══ Material provided

use aidy_media::BatchUploadError;

/// Message shown when the API cannot be reached at all.
pub const MSG_CONNECTION: &str = "Kesalahan koneksi";

#[derive(Debug, thiserror::Error)]
pub enum ClientError {
    /// The API answered with a non-2xx status and an `{error}` body.
    #[error("{message}")]
    Api { status: u16, message: String },

    /// The request never completed (connection refused, DNS, timeout).
    #[error("Network error: {0}")]
    Network(#[from] reqwest::Error),

    /// The API answered 2xx with a body that does not match the expected shape.
    #[error("Unexpected response: {0}")]
    Decode(String),

    /// A direct media upload failed part way through a batch.
    #[error(transparent)]
    Upload(#[from] BatchUploadError),

    /// The form was rejected locally before anything was sent.
    #[error("{0}")]
    Invalid(String),

    /// No direct-upload store is configured but files are pending.
    #[error("Media upload is not configured")]
    UploadUnavailable,
}

impl ClientError {
    /// Text to show on the form that triggered the request.
    ///
    /// API messages are surfaced verbatim; transport failures collapse to
    /// [`MSG_CONNECTION`].
    pub fn user_message(&self) -> String {
        match self {
            ClientError::Network(_) => MSG_CONNECTION.to_string(),
            other => other.to_string(),
        }
    }
}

════

Task brief:
In the data above, which lines include "self"? Return those lines.

Exercise output:
    pub fn user_message(&self) -> String {
        match self {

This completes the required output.